-- Record set follows --

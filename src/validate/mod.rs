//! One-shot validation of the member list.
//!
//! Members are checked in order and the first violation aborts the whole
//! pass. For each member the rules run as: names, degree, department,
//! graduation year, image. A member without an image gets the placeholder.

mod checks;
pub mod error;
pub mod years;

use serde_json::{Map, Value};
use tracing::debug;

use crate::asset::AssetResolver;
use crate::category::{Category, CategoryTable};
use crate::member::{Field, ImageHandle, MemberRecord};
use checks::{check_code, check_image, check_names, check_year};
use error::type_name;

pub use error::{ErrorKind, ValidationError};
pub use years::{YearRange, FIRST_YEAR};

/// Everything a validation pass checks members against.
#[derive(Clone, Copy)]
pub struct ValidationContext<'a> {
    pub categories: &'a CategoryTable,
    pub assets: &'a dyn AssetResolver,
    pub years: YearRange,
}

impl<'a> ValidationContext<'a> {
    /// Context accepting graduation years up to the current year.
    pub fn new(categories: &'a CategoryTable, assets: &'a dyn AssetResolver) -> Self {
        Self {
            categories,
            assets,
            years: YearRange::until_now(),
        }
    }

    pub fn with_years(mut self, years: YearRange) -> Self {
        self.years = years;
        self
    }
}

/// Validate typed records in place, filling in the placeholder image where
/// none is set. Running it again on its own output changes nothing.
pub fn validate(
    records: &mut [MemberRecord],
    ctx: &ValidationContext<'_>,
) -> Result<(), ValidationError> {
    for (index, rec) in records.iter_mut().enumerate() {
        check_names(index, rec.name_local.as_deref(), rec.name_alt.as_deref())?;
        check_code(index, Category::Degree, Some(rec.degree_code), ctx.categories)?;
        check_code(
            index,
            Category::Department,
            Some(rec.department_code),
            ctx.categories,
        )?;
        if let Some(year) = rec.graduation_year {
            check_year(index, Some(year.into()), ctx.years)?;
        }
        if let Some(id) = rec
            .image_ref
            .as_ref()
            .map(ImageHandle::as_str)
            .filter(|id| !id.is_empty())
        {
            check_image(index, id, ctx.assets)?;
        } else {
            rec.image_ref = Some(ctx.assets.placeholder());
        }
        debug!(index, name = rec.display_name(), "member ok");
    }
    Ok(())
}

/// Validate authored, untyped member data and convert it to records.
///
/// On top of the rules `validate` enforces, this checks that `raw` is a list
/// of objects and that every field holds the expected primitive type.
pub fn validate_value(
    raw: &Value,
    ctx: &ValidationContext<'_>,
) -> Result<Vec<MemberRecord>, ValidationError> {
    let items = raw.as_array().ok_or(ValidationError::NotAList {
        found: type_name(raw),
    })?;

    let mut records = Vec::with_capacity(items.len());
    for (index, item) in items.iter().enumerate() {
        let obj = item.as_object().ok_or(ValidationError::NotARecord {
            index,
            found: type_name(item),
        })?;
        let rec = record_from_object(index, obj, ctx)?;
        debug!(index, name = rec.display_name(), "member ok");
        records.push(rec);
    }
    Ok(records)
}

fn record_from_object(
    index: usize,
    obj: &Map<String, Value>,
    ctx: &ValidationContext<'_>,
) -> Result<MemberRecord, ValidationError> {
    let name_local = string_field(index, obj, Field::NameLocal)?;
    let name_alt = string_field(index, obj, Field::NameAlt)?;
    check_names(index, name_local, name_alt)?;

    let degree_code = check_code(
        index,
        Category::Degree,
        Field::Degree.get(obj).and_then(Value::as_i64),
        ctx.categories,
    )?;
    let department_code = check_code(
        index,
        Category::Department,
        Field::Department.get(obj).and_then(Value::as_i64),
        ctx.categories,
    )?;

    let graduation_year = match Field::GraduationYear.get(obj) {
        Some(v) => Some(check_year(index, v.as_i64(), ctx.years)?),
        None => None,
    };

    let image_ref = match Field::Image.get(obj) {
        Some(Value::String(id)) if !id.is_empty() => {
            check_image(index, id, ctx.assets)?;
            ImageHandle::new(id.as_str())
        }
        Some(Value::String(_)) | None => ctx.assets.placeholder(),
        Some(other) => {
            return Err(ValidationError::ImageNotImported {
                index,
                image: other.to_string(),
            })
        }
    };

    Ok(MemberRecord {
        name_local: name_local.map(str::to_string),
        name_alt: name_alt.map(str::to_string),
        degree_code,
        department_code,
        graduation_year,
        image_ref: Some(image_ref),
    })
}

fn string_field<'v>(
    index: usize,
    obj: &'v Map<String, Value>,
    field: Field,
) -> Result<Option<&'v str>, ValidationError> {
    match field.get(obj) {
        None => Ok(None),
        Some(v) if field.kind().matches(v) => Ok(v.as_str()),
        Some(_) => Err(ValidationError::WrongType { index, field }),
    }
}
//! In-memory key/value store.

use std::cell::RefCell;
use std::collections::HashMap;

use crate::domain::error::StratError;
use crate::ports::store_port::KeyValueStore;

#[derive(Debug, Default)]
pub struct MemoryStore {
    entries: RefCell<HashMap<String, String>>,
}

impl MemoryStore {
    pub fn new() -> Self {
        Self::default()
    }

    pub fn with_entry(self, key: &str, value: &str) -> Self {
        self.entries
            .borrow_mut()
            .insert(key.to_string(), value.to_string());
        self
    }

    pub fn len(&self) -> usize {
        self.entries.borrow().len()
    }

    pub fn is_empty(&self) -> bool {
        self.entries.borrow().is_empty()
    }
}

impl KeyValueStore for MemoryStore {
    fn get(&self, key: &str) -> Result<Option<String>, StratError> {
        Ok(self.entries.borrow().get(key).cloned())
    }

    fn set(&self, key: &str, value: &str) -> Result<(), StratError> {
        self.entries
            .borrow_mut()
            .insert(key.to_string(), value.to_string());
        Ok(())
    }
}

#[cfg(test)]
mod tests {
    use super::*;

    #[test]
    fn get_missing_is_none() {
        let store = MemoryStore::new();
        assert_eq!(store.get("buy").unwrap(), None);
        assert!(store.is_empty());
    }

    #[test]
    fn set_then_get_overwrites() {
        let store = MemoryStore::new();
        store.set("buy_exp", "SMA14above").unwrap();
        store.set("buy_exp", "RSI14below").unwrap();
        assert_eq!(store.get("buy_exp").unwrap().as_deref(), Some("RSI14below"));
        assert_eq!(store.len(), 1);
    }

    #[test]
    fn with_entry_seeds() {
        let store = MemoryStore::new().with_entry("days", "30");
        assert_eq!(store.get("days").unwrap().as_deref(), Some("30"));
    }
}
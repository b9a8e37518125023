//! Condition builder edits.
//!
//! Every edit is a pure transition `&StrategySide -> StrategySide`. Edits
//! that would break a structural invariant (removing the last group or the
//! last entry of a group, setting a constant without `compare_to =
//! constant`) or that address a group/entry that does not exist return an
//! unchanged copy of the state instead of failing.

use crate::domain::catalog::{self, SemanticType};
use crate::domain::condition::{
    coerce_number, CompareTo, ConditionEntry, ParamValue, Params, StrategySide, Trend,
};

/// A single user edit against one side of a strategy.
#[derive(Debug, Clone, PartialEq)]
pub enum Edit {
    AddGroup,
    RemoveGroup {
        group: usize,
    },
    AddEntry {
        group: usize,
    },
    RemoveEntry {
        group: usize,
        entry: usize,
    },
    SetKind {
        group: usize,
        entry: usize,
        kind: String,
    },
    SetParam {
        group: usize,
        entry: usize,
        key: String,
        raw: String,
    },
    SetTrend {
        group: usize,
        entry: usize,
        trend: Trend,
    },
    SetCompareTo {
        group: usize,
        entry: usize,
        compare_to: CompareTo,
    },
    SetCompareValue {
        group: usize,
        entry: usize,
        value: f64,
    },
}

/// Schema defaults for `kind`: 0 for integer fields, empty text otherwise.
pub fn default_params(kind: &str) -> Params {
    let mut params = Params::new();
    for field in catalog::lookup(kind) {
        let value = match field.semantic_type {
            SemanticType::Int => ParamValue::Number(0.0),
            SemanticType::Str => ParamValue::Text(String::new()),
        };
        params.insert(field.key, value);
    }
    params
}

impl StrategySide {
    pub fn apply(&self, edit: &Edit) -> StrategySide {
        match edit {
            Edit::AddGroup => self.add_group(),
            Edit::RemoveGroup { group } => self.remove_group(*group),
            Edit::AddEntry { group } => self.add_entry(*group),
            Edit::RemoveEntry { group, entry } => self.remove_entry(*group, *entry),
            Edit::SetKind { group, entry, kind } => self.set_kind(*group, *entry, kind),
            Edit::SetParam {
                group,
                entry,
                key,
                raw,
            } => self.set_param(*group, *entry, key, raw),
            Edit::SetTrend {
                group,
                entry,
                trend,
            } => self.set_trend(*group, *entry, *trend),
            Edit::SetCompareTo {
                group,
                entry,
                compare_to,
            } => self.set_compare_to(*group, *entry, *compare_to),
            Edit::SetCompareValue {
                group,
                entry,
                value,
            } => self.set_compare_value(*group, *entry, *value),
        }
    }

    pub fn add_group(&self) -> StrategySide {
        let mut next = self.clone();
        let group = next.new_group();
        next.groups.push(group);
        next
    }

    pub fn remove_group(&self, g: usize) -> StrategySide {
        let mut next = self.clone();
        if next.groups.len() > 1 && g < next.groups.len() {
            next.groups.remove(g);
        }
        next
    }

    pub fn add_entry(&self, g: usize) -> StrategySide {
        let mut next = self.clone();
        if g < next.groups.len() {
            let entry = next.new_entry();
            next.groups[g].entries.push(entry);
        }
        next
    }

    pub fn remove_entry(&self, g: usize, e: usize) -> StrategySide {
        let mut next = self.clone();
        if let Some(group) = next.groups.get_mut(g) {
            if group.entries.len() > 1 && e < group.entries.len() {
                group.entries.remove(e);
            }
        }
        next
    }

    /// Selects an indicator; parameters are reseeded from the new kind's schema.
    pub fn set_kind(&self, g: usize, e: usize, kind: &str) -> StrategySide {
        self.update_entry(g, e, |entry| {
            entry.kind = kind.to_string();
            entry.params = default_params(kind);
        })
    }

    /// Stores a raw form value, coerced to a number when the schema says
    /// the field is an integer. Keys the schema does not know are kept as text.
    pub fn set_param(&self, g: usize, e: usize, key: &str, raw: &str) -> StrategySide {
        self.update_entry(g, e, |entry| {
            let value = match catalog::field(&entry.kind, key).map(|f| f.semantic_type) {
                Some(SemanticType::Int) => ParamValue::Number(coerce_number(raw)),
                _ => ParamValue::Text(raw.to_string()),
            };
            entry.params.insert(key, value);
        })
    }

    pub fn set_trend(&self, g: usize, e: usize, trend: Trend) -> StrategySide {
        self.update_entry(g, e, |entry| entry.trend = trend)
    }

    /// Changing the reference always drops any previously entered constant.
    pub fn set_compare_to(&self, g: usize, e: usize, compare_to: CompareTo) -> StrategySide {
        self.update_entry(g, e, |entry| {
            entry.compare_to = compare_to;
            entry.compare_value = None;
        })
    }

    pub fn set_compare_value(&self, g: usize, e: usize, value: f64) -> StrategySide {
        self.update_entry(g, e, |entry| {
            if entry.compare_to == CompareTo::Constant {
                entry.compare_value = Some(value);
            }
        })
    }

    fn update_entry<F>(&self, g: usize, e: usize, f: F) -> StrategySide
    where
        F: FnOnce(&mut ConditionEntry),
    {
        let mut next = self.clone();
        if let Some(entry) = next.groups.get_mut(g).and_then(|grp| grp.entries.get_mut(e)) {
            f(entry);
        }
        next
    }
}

-- Record set concluded --
-- Record set follows --

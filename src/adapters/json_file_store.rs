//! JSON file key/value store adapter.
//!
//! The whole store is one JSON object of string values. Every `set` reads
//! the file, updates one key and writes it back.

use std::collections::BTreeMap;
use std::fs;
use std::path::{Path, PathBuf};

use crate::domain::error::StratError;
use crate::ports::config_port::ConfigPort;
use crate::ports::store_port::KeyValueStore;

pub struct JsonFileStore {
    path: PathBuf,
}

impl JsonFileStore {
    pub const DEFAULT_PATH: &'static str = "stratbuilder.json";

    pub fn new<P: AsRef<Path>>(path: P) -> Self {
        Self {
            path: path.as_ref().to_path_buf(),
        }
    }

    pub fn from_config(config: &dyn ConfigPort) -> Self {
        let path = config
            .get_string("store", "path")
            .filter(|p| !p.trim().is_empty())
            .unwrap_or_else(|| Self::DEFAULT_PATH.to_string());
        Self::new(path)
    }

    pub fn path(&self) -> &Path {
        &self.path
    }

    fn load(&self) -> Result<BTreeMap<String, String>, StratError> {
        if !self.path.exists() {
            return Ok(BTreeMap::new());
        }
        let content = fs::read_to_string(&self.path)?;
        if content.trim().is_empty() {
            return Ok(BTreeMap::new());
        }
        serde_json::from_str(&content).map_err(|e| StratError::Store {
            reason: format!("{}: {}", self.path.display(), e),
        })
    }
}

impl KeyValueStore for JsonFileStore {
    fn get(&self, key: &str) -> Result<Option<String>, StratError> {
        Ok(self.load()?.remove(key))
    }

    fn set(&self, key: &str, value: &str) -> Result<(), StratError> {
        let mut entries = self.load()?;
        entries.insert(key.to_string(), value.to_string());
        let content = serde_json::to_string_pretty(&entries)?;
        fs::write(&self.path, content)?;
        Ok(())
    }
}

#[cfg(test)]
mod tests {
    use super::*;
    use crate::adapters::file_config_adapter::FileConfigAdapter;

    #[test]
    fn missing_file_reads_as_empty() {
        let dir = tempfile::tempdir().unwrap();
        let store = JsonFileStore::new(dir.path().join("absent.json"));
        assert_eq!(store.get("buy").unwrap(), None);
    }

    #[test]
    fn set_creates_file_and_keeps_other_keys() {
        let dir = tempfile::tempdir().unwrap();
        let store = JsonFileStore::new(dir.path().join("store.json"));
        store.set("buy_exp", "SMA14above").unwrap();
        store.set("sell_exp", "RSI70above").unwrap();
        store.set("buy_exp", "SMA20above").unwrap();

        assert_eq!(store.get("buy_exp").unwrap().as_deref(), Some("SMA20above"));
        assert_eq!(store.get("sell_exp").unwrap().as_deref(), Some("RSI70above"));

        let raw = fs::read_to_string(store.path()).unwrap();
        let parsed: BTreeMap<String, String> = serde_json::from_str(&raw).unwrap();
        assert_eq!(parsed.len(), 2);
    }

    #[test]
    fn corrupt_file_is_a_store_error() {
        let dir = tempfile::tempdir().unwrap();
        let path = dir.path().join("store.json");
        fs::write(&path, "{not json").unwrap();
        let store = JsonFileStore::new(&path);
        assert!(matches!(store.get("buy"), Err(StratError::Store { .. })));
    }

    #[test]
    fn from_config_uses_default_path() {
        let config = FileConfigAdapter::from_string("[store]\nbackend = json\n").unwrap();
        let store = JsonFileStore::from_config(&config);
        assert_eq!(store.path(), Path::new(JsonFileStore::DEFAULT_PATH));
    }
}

-- Record set concluded --

__Task goal__: Every line of the data that includes the word "where" should be copied.

__Response__:
/// Validate typed records in place, filling in the placeholder image where
    where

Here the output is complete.